(Stored items)
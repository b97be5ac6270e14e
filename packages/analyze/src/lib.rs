#![cfg_attr(feature = "fail-on-warnings", deny(warnings))]
#![warn(clippy::all, clippy::pedantic, clippy::nursery, clippy::cargo)]
#![allow(clippy::multiple_crate_versions, clippy::cargo_common_metadata)]

//! Traffic-accident analysis pipeline.
//!
//! [`run`] normalizes every row of a raw export with a
//! [`DatasetDefinition`], then computes the type, hour, weekday, and
//! severity summaries plus the spatial density used for heatmaps. The
//! [`report`] module turns a [`PipelineOutput`] into a console report and
//! on-disk artifacts.

pub mod interactive;
pub mod report;

use std::path::{Path, PathBuf};
use std::sync::Arc;
use std::time::Instant;

use crash_stats_analytics::spatial::spatial_density;
use crash_stats_analytics::summaries::summarize;
use crash_stats_analytics_models::{SpatialDensity, Summaries};
use crash_stats_source::SourceError;
use crash_stats_source::csv_load::load_table;
use crash_stats_source::dataset_def::{DataQuality, DatasetDefinition};
use crash_stats_source::progress::ProgressCallback;
use crash_stats_source::registry::load_dataset;
use crash_stats_source_models::{NormalizedAccident, RawTable};

/// Accident types need strictly more than this many records to be listed
/// as significant.
pub const DEFAULT_MIN_TYPE_COUNT: u64 = 10;

/// Everything computed by one pipeline run.
#[derive(Debug, Clone, PartialEq)]
pub struct PipelineOutput {
    /// One normalized record per input row, in input order.
    pub accidents: Vec<NormalizedAccident>,
    /// Type, hour, weekday, and severity summaries.
    pub summaries: Summaries,
    /// Counts of fields that degraded during normalization.
    pub quality: DataQuality,
    /// Heatmap grid, or the reason there is none.
    pub spatial: SpatialDensity,
}

/// Runs the full pipeline over an already-loaded table.
///
/// # Errors
///
/// Returns [`SourceError::MissingColumn`] if the table lacks the date, time,
/// or accident-type column named by `dataset`.
pub fn run(
    dataset: &DatasetDefinition,
    table: &RawTable,
    progress: &Arc<dyn ProgressCallback>,
) -> Result<PipelineOutput, SourceError> {
    let start = Instant::now();

    let accidents = dataset.normalize_table(table, progress)?;
    let summaries = summarize(&accidents);
    let quality = DataQuality::tally(&accidents);
    let spatial = spatial_density(&accidents);

    log::info!(
        "[{}] Pipeline complete: {} records in {:.2}s",
        dataset.id(),
        accidents.len(),
        start.elapsed().as_secs_f64()
    );

    Ok(PipelineOutput {
        accidents,
        summaries,
        quality,
        spatial,
    })
}

/// Loads the CSV at `path` and runs the pipeline over it.
///
/// # Errors
///
/// Returns [`SourceError::Io`] or [`SourceError::Csv`] if the file cannot
/// be read as a table, [`SourceError::EmptyTable`] if it has no header, and
/// [`SourceError::MissingColumn`] if a required column is absent.
pub fn analyze_file(
    path: &Path,
    dataset: &DatasetDefinition,
    progress: &Arc<dyn ProgressCallback>,
) -> Result<PipelineOutput, SourceError> {
    let table = load_table(path)?;
    run(dataset, &table, progress)
}

// ── Commands ─────────────────────────────────────────────────────────────

/// Parameters of one `analyze` invocation, from flags or interactive
/// prompts.
#[derive(Debug, Clone)]
pub struct AnalyzeRequest {
    /// CSV export to analyze.
    pub csv_path: PathBuf,
    /// Directory for artifacts. Nothing is written when `None`.
    pub output_dir: Option<PathBuf>,
    /// Dataset definition TOML. The built-in definition when `None`.
    pub dataset_path: Option<PathBuf>,
    /// Threshold for listing an accident type as significant.
    pub min_type_count: u64,
}

/// Runs an `analyze` request end to end: loads the dataset definition and
/// CSV, runs the pipeline, prints the key statistics, and writes artifacts
/// when an output directory was given.
///
/// # Errors
///
/// Returns an error if the dataset definition or CSV cannot be loaded, a
/// required column is missing, or artifacts cannot be written.
pub fn execute(
    request: &AnalyzeRequest,
    progress: &Arc<dyn ProgressCallback>,
) -> Result<PipelineOutput, Box<dyn std::error::Error>> {
    let dataset = load_dataset(request.dataset_path.as_deref())?;
    let output = analyze_file(&request.csv_path, &dataset, progress)?;

    println!(
        "{}",
        report::render_key_statistics(&output, request.min_type_count)
    );

    if let Some(dir) = &request.output_dir {
        report::write_artifacts(dir, &output, request.min_type_count)?;
        log::info!("Analysis complete! Results saved to {}", dir.display());
    }

    Ok(output)
}

/// Prints the alias table of `dataset`.
pub fn print_aliases(dataset: &DatasetDefinition) {
    println!("{:<30} SEVERITY", "ALIAS");
    println!("{}", "-".repeat(50));
    for (alias, severity) in dataset.severity_aliases.iter() {
        println!("{alias:<30} {severity}");
    }
}

/// Prints the column mapping of `dataset`. When `csv_path` is given, also
/// checks the export's header against it.
///
/// # Errors
///
/// Returns an error if the CSV cannot be loaded or lacks a required column.
pub fn print_columns(
    dataset: &DatasetDefinition,
    csv_path: Option<&Path>,
) -> Result<(), SourceError> {
    let columns = &dataset.columns;
    println!("{} ({})", dataset.name(), dataset.id());
    println!("{:<16} COLUMN", "FIELD");
    println!("{}", "-".repeat(50));
    println!("{:<16} {}", "date", columns.date);
    println!("{:<16} {}", "time", columns.time);
    println!("{:<16} {}", "accident_type", columns.accident_type);
    println!(
        "{:<16} {}",
        "coordinates",
        columns.coordinates.as_deref().unwrap_or("(none)")
    );

    if let Some(path) = csv_path {
        let table = load_table(path)?;
        dataset.validate_schema(&table)?;
        println!("\n{} has every required column.", path.display());
    }

    Ok(())
}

Exercise instructions:
Working from the data above, extract solely the lines from the one containing "-> Result<(), SourceError>" through the one containing "dataset.validate_schema(&table)?;", exactly as they appear, both included.

Result for this exercise:
) -> Result<(), SourceError> {
    let columns = &dataset.columns;
    println!("{} ({})", dataset.name(), dataset.id());
    println!("{:<16} COLUMN", "FIELD");
    println!("{}", "-".repeat(50));
    println!("{:<16} {}", "date", columns.date);
    println!("{:<16} {}", "time", columns.time);
    println!("{:<16} {}", "accident_type", columns.accident_type);
    println!(
        "{:<16} {}",
        "coordinates",
        columns.coordinates.as_deref().unwrap_or("(none)")
    );

    if let Some(path) = csv_path {
        let table = load_table(path)?;
        dataset.validate_schema(&table)?;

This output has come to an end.